Two approaches on the issue quickly developed. The union leadership and the organizer from Jobs with Justice advocated educating the membership about the danger of privatization and the possibility of layoffs if this occurred. They advocated that ATU workers and their allies circulate a petition to the Mayor demanding privatization be stopped.
 In contrast, PLP’ers and other militant workers advocated a strategy based on political analysis showing how the bosses’ privatization tactic is part of a general racist attack on unions the bosses are using to solve their current economic problems. (A huge majority of the transit workers are black and Latino.) These workers felt that we needed to urgently educate workers about how this privatization attack and many more similar assaults on workers’ well-being will continue as long as capitalism continues because of its need to maximize profits. Winning workers to see the need to eliminate capitalism has to be part of any strategy to fight privatization.

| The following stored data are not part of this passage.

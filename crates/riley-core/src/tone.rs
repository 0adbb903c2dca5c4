//! Tone and source annotations attached to assistant replies.

use serde::{Deserialize, Serialize};
use strum::{Display, EnumString};

/// Emotional register of a reply. Used for both the emotion and style labels.
#[derive(
    Debug, Clone, Copy, PartialEq, Eq, Hash, Default, Serialize, Deserialize, Display, EnumString,
)]
#[serde(rename_all = "lowercase")]
#[strum(serialize_all = "lowercase")]
pub enum Tone {
    #[default]
    Neutral,
    Empathetic,
    Analytical,
    Enthusiastic,
    Engaging,
}

/// Which mocked engine produced a reply.
#[derive(Debug, Clone, Copy, PartialEq, Eq, Hash, Serialize, Deserialize, Display, EnumString)]
#[serde(rename_all = "snake_case")]
#[strum(serialize_all = "snake_case")]
pub enum ResponseSource {
    InventionEngine,
    WikiResearcher,
    GithubLearning,
    AutoRepair,
    ReasoningEngine,
}
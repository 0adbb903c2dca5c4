//! Backend that answers with canned bodies after a simulated round trip.

use std::time::Duration;

use async_trait::async_trait;
use riley_core::{ActionOutcome, ApiRequest, Mode, ResponseBackend, Result, Route};
use tracing::debug;

use crate::responses::canned_response;

/// Simulated round-trip time used when nothing else is configured.
pub const DEFAULT_LATENCY: Duration = Duration::from_millis(2000);

/// A [`ResponseBackend`] that never leaves the process.
#[derive(Debug, Clone)]
pub struct MockBackend {
    latency: Duration,
}

impl MockBackend {
    pub fn new() -> Self {
        Self::with_latency(DEFAULT_LATENCY)
    }

    pub fn with_latency(latency: Duration) -> Self {
        Self { latency }
    }
}

impl Default for MockBackend {
    fn default() -> Self {
        Self::new()
    }
}

#[async_trait]
impl ResponseBackend for MockBackend {
    async fn respond(
        &self,
        request: &ApiRequest,
        route: &Route,
        mode: Mode,
    ) -> Result<ActionOutcome> {
        debug!(
            endpoint = request.endpoint(),
            latency_ms = self.latency.as_millis() as u64,
            "Simulating backend round trip"
        );
        if !self.latency.is_zero() {
            tokio::time::sleep(self.latency).await;
        }
        Ok(canned_response(route, mode))
    }
}
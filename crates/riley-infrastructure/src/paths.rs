//! Path management for Riley configuration files.
//!
//! ```text
//! ~/.config/riley/             # Config directory (platform config dir)
//! └── config.toml              # Settings
//! ```

use std::path::PathBuf;

/// Errors that can occur during path resolution.
#[derive(Debug)]
pub enum PathError {
    /// Platform config directory could not be determined.
    ConfigDirNotFound,
}

impl std::fmt::Display for PathError {
    fn fmt(&self, f: &mut std::fmt::Formatter<'_>) -> std::fmt::Result {
        match self {
            PathError::ConfigDirNotFound => write!(f, "Cannot find configuration directory"),
        }
    }
}

impl std::error::Error for PathError {}

impl From<PathError> for riley_core::RileyError {
    fn from(err: PathError) -> Self {
        riley_core::RileyError::config(err.to_string())
    }
}

pub struct RileyPaths;

impl RileyPaths {
    const APP_DIR: &'static str = "riley";
    const CONFIG_FILE: &'static str = "config.toml";

    /// Returns the Riley configuration directory (e.g., `~/.config/riley/`).
    pub fn config_dir() -> Result<PathBuf, PathError> {
        dirs::config_dir()
            .map(|dir| dir.join(Self::APP_DIR))
            .ok_or(PathError::ConfigDirNotFound)
    }

    /// Returns the path to `config.toml`.
    pub fn config_file() -> Result<PathBuf, PathError> {
        Ok(Self::config_dir()?.join(Self::CONFIG_FILE))
    }
}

On a tactical level, both approaches are similar. Both want to have meetings and rallies against privatization, build a worker-rider alliance and eventually carry out work actions to drive the point home. The difference is in the message. Only revolution can win the fight against privatization. Any other “victory” will be short-lived, or the gains we make will be taken from some other workers. Moreover, if workers understand that this attack is just one arrow in the quiver of the capitalists, with more attacks to come, they will become more active and aggressive now in the current fight.
Our approach requires us to fight as hard as we can to preserve jobs, but also to organize for May Day around the goal of destroying capitalism, with its racist practices, and fighting for communism.
At the meeting several workers were skeptical about their co-workers joining in the fight, whether simply for the fight against privatization or the broader fight against capitalism. But blaming the workers won’t get us very far. An organizer must figure out why our brothers and sisters are not fighting back vigorously and convince them to change. This often requires patience and perseverance, including clear education about the urgency of the need to resist the capitalists’ systematic attack on our well-being. We are not going to win every battle, but by fighting together we can build a stronger movement against capitalism, and this will create the basis for our eventual victory.
At the end of the meeting several workers took May Day leaflets and posters, a step in the right direction.